JC-13 commented 5 years ago

I have been testing the speed of my custom trained yolov3-tiny with 4 classes, on a 2080ti (Turing) and a Xavier (Volta). However using xnor or INT8 both have <10% speedup compared to normal fp32. All testing has been done with the same 1080p video file as input. Repo was git pulled yesterday (07/02/19)

MAKEFILE-Xavier GPU=1 CUDNN=1 CUDNN_HALF=1 OPENCV=1 AVX=0 OPENMP=0 LIBSO=0 MAKEFILE-2080ti GPU=1 CUDNN=1 CUDNN_HALF=1 OPENCV=1 AVX=1 OPENMP=1 LIBSO=0 Have also included the lines in makefile for CC=7.5 and CC=7.3 respectively.

Any ideas why there is not a significant speedup by using mixed precision?

njgre6 commented 5 years ago

@AlexeyAB I am also fairly interested in this, I was looking at using low precision inference for a real time embedded system with object detection. Would love to know why the above results are not as good as the theoretical?

JC-13 commented 5 years ago

Seems like the real solution is just to use nVidia's trt-yolo app based on tensorRT. Can't comment on the accuracy but the speed was significantly better: Note: Used 544 because trt-yolo-app only accepts square inputs and can't handle video

AlexeyAB commented 5 years ago

@JC-13 Hi,

ll testing has been done with the same 1080p video file as input. Repo was git pulled yesterday (07/02/19) ... Note: Used 544 because trt-yolo-app only accepts square inputs and can't handle video

Try to check GPU-usage during detection - looks like your CPU just can't capture more than 205-230 frames per second from videofile. Also there is still not optimal post-processing on CPU. So try to test both repo with image.

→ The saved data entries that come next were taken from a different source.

//! Integration tests for the crawler
//!
//! These tests use wiremock to create mock HTTP servers and run the full crawl
//! cycle end-to-end, from configuration to the corpus file on disk.

use campus_corpus::config::{
    load_config, Config, CrawlerConfig, EntryPoint, FilterConfig, OutputConfig, UserAgentConfig,
};
use campus_corpus::crawler::run_crawl;
use campus_corpus::output::{count_records, read_records, OpenMode};
use campus_corpus::ErrorKind;
use std::io::Write;
use std::time::Duration;
use tempfile::TempDir;
use wiremock::matchers::{method, path};
use wiremock::{Mock, MockServer, ResponseTemplate};

const BODY: &str = "Students can reset a forgotten NetID password online at any hour of the day.";

/// Builds an HTML page whose main content passes extraction
fn page(title: &str, links: &[String]) -> String {
    let anchors: String = links
        .iter()
        .map(|href| format!(r#"<li><a href="{}">{}</a></li>"#, href, href))
        .collect();
    format!(
        r#"<html><head><title>{}</title></head><body>
        <nav><ul>{}</ul></nav>
        <main><h1>{}</h1><p>{}</p></main>
        </body></html>"#,
        title, anchors, title, BODY
    )
}

async fn mount_page(server: &MockServer, route: &str, markup: String) {
    Mock::given(method("GET"))
        .and(path(route))
        .respond_with(ResponseTemplate::new(200).set_body_raw(markup, "text/html"))
        .expect(1)
        .mount(server)
        .await;
}

/// Creates a test configuration crawling the mock server's host
fn create_test_config(entry_points: Vec<EntryPoint>, corpus_path: &str) -> Config {
    Config {
        crawler: CrawlerConfig {
            fetch_timeout_ms: 2_000,
            rate_limit_delay_ms: 0,
            ..CrawlerConfig::default()
        },
        user_agent: UserAgentConfig {
            crawler_name: "TestBot".to_string(),
            crawler_version: "1.0.0".to_string(),
            contact_url: "https://example.edu/contact".to_string(),
        },
        output: OutputConfig {
            corpus_path: corpus_path.to_string(),
        },
        filter: FilterConfig {
            allowed_domains: vec!["127.0.0.1".to_string()],
            ..FilterConfig::default()
        },
        entry_points,
    }
}

fn entry(url: String, max_depth: u32) -> EntryPoint {
    EntryPoint {
        url,
        max_depth,
        allowed_domains: vec![],
    }
}

fn corpus_path(dir: &TempDir) -> String {
    dir.path().join("corpus.jsonl").display().to_string()
}

#[tokio::test]
async fn test_crawl_writes_admitted_pages_only() {
    let server = MockServer::start().await;
    let base = server.uri();

    mount_page(
        &server,
        "/it",
        page(
            "IT Services",
            &[
                format!("{}/it/faq", base),
                "http://other.test/x".to_string(),
                format!("{}/it?color=red", base),
            ],
        ),
    )
    .await;
    mount_page(&server, "/it/faq", page("FAQ", &[])).await;

    let dir = TempDir::new().unwrap();
    let corpus = corpus_path(&dir);
    let config = create_test_config(vec![entry(format!("{}/it", base), 1)], &corpus);

    let stats = run_crawl(config, OpenMode::Truncate).await.unwrap();

    assert_eq!(stats.visited, 2);
    assert_eq!(stats.extracted, 2);
    assert_eq!(stats.errors, 0);
    assert_eq!(stats.rejected, 2);

    let records = read_records(&corpus).unwrap();
    assert_eq!(records.len(), 2);

    assert_eq!(records[0].url, format!("{}/it", base));
    assert_eq!(records[0].title, "IT Services");
    assert_eq!(records[0].depth, 0);
    assert!(records[0].text_content.contains("NetID"));
    assert!(!records[0].text_content.contains("other.test"));

    assert_eq!(records[1].url, format!("{}/it/faq", base));
    assert_eq!(records[1].depth, 1);
    assert_eq!(records[1].source_entry_point, format!("{}/it", base));
}

#[tokio::test]
async fn test_corpus_lines_use_record_schema() {
    let server = MockServer::start().await;
    mount_page(&server, "/", page("Home", &[])).await;

    let dir = TempDir::new().unwrap();
    let corpus = corpus_path(&dir);
    let config = create_test_config(vec![entry(format!("{}/", server.uri()), 0)], &corpus);

    run_crawl(config, OpenMode::Truncate).await.unwrap();

    let content = std::fs::read_to_string(&corpus).unwrap();
    assert!(content.ends_with('\n'));

    let lines: Vec<&str> = content.lines().collect();
    assert_eq!(lines.len(), 1);

    let value: serde_json::Value = serde_json::from_str(lines[0]).unwrap();
    for key in [
        "url",
        "title",
        "textContent",
        "extractedAt",
        "depth",
        "sourceEntryPoint",
    ] {
        assert!(value.get(key).is_some(), "missing key {}", key);
    }

    let extracted_at = value["extractedAt"].as_str().unwrap();
    assert!(chrono::DateTime::parse_from_rfc3339(extracted_at).is_ok());
}

#[tokio::test]
async fn test_timeout_is_counted_and_crawl_continues() {
    let server = MockServer::start().await;
    let base = server.uri();

    mount_page(
        &server,
        "/",
        page("Home", &[format!("{}/slow", base), format!("{}/fast", base)]),
    )
    .await;
    Mock::given(method("GET"))
        .and(path("/slow"))
        .respond_with(
            ResponseTemplate::new(200)
                .set_body_raw(page("Slow", &[]), "text/html")
                .set_delay(Duration::from_secs(3)),
        )
        .mount(&server)
        .await;
    mount_page(&server, "/fast", page("Fast", &[])).await;

    let dir = TempDir::new().unwrap();
    let corpus = corpus_path(&dir);
    let mut config = create_test_config(vec![entry(format!("{}/", base), 1)], &corpus);
    config.crawler.fetch_timeout_ms = 300;

    let stats = run_crawl(config, OpenMode::Truncate).await.unwrap();

    assert_eq!(stats.errors_of(ErrorKind::Timeout), 1);
    assert_eq!(stats.extracted, 2);

    let urls: Vec<String> = read_records(&corpus)
        .unwrap()
        .into_iter()
        .map(|r| r.url)
        .collect();
    assert_eq!(urls, vec![format!("{}/", base), format!("{}/fast", base)]);
}

#[tokio::test]
async fn test_depth_limit_stops_expansion() {
    let server = MockServer::start().await;
    let base = server.uri();

    mount_page(&server, "/a", page("A", &[format!("{}/b", base)])).await;
    mount_page(&server, "/b", page("B", &[format!("{}/c", base)])).await;
    Mock::given(method("GET"))
        .and(path("/c"))
        .respond_with(ResponseTemplate::new(200).set_body_raw(page("C", &[]), "text/html"))
        .expect(0)
        .mount(&server)
        .await;

    let dir = TempDir::new().unwrap();
    let corpus = corpus_path(&dir);
    let config = create_test_config(vec![entry(format!("{}/a", base), 1)], &corpus);

    let stats = run_crawl(config, OpenMode::Truncate).await.unwrap();

    assert_eq!(stats.visited, 2);
    assert_eq!(count_records(&corpus).unwrap(), 2);
}

#[tokio::test]
async fn test_shared_links_fetched_once() {
    let server = MockServer::start().await;
    let base = server.uri();

    mount_page(
        &server,
        "/",
        page("Home", &[format!("{}/a", base), format!("{}/b", base)]),
    )
    .await;
    mount_page(
        &server,
        "/a",
        page("A", &[format!("{}/shared", base), format!("{}/b/", base)]),
    )
    .await;
    mount_page(
        &server,
        "/b",
        page("B", &[format!("{}/shared#top", base), format!("{}/", base)]),
    )
    .await;
    mount_page(&server, "/shared", page("Shared", &[])).await;

    let dir = TempDir::new().unwrap();
    let corpus = corpus_path(&dir);
    let config = create_test_config(vec![entry(format!("{}/", base), 3)], &corpus);

    let stats = run_crawl(config, OpenMode::Truncate).await.unwrap();
    assert_eq!(stats.visited, 4);
    assert_eq!(stats.extracted, 4);

    let shared = read_records(&corpus)
        .unwrap()
        .into_iter()
        .find(|r| r.url.ends_with("/shared"))
        .unwrap();
    assert_eq!(shared.depth, 2);
}

#[tokio::test]
async fn test_pdf_entry_point_and_broken_links() {
    let server = MockServer::start().await;
    let base = server.uri();

    Mock::given(method("GET"))
        .and(path("/catalog.pdf"))
        .respond_with(
            ResponseTemplate::new(200).set_body_raw(b"%PDF-1.4".to_vec(), "application/pdf"),
        )
        .mount(&server)
        .await;
    mount_page(
        &server,
        "/library",
        page(
            "Library",
            &[format!("{}/missing", base), format!("{}/hours.pdf", base)],
        ),
    )
    .await;

    let dir = TempDir::new().unwrap();
    let corpus = corpus_path(&dir);
    let config = create_test_config(
        vec![
            entry(format!("{}/catalog.pdf", base), 0),
            entry(format!("{}/library", base), 1),
        ],
        &corpus,
    );

    let stats = run_crawl(config, OpenMode::Truncate).await.unwrap();

    assert_eq!(stats.errors_of(ErrorKind::UnsupportedContentType), 1);
    assert_eq!(stats.errors_of(ErrorKind::HttpError), 1);
    assert_eq!(stats.errors, 1);
    // hours.pdf is refused at depth 1 without being fetched
    assert_eq!(stats.rejected, 1);
    assert_eq!(stats.visited, 3);

    let records = read_records(&corpus).unwrap();
    assert_eq!(records.len(), 1);
    assert_eq!(records[0].source_entry_point, format!("{}/library", base));
}

#[tokio::test]
async fn test_truncate_discards_previous_corpus() {
    let server = MockServer::start().await;
    mount_page(&server, "/", page("Home", &[])).await;

    let dir = TempDir::new().unwrap();
    let corpus = corpus_path(&dir);
    std::fs::write(&corpus, "{\"stale\":true}\n{\"stale\":true}\n").unwrap();

    let config = create_test_config(vec![entry(format!("{}/", server.uri()), 0)], &corpus);
    run_crawl(config, OpenMode::Truncate).await.unwrap();

    let records = read_records(&corpus).unwrap();
    assert_eq!(records.len(), 1);
    assert_eq!(records[0].title, "Home");
}

#[tokio::test]
async fn test_append_repairs_interrupted_corpus() {
    let server = MockServer::start().await;
    let base = server.uri();
    mount_page(&server, "/first", page("First", &[])).await;
    mount_page(&server, "/second", page("Second", &[])).await;

    let dir = TempDir::new().unwrap();
    let corpus = corpus_path(&dir);

    let config = create_test_config(vec![entry(format!("{}/first", base), 0)], &corpus);
    run_crawl(config, OpenMode::Truncate).await.unwrap();

    // Simulate a crash in the middle of writing the next record
    let mut file = std::fs::OpenOptions::new()
        .append(true)
        .open(&corpus)
        .unwrap();
    file.write_all(b"{\"url\":\"http://127.0.0.1/half").unwrap();
    drop(file);
    assert!(read_records(&corpus).is_err());

    let config = create_test_config(vec![entry(format!("{}/second", base), 0)], &corpus);
    run_crawl(config, OpenMode::Append).await.unwrap();

    let titles: Vec<String> = read_records(&corpus)
        .unwrap()
        .into_iter()
        .map(|r| r.title)
        .collect();
    assert_eq!(titles, vec!["First", "Second"]);
}

#[tokio::test]
async fn test_unwritable_corpus_is_fatal() {
    let dir = TempDir::new().unwrap();
    // A directory cannot be opened as the corpus file
    let corpus = dir.path().display().to_string();

    let config = create_test_config(
        vec![entry("http://127.0.0.1:9/".to_string(), 0)],
        &corpus,
    );

    let err = run_crawl(config, OpenMode::Truncate).await.unwrap_err();
    assert_eq!(err.kind(), ErrorKind::PersistenceFailure);
}

#[tokio::test]
async fn test_crawl_from_config_file() {
    let server = MockServer::start().await;
    let base = server.uri();
    mount_page(&server, "/it", page("IT", &[format!("{}/it/faq", base)])).await;
    mount_page(&server, "/it/faq", page("FAQ", &[])).await;

    let dir = TempDir::new().unwrap();
    let corpus = corpus_path(&dir);
    let config_path = dir.path().join("crawler.toml");

    let toml = format!(
        r#"
[crawler]
fetch-timeout-ms = 2000
rate-limit-delay-ms = 0

[user-agent]
crawler-name = "KSU-Crawler"
crawler-version = "1.0"
contact-url = "https://campus.kennesaw.edu"

[output]
corpus-path = "{}"

[filter]
allowed-domains = ["127.0.0.1"]

[[entry-point]]
url = "{}/it"
max-depth = 1
"#,
        corpus.replace('\\', "\\\\"),
        base
    );
    std::fs::write(&config_path, toml).unwrap();

    let config = load_config(&config_path).unwrap();
    let stats = run_crawl(config, OpenMode::Truncate).await.unwrap();

    assert_eq!(stats.extracted, 2);
    assert_eq!(count_records(&corpus).unwrap(), 2);
}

Try to update your code from this GitHub, last couple commits.
Try to train your (not Tiny) Full-XNOR-net model 608x608 or 544x544 using this cfg-file yolov3-spp_xnor_obj.cfg.txt and this pre-trained file https://drive.google.com/file/d/1d4CkgR--7bEEN0kWy-osR3kjLVFDIrnl/view?usp=sharing
Then try to test it on your image, and just divide 1000ms / measured ms = to get fps

darknet.exe detector test data/obj.data yolov3-spp_xnor_obj.cfg backup/yolov3-spp_xnor_obj_last.weights -thresh 0.15 image2.jpg

MAKEFILE-Xavier GPU=1 CUDNN=1 CUDNN_HALF=1 OPENCV=1 AVX=0 OPENMP=0 LIBSO=0 MAKEFILE-2080ti GPU=1 CUDNN=1 CUDNN_HALF=1 OPENCV=1 AVX=1 OPENMP=1 LIBSO=0 Have also included the lines in makefile for CC=7.5 and CC=7.3 respectively.

2080ti (Turing) CC 7.5 and a Xavier (Volta) CC 7.2 (not 7.3)

On 2080ti (Turing) CC 7.5 - Tensor Cores are used for both Float-32/16 and XNOR-net.
On Xavier (Volta) CC 7.2 - Tensor Cores are used only for Float-32/16, so XNOR will not be as fast as possible on Xavier: https://devblogs.nvidia.com/nvidia-jetson-agx-xavier-32-teraops-ai-robotics/

It supports CUDA 10 with a compute capability of sm_72.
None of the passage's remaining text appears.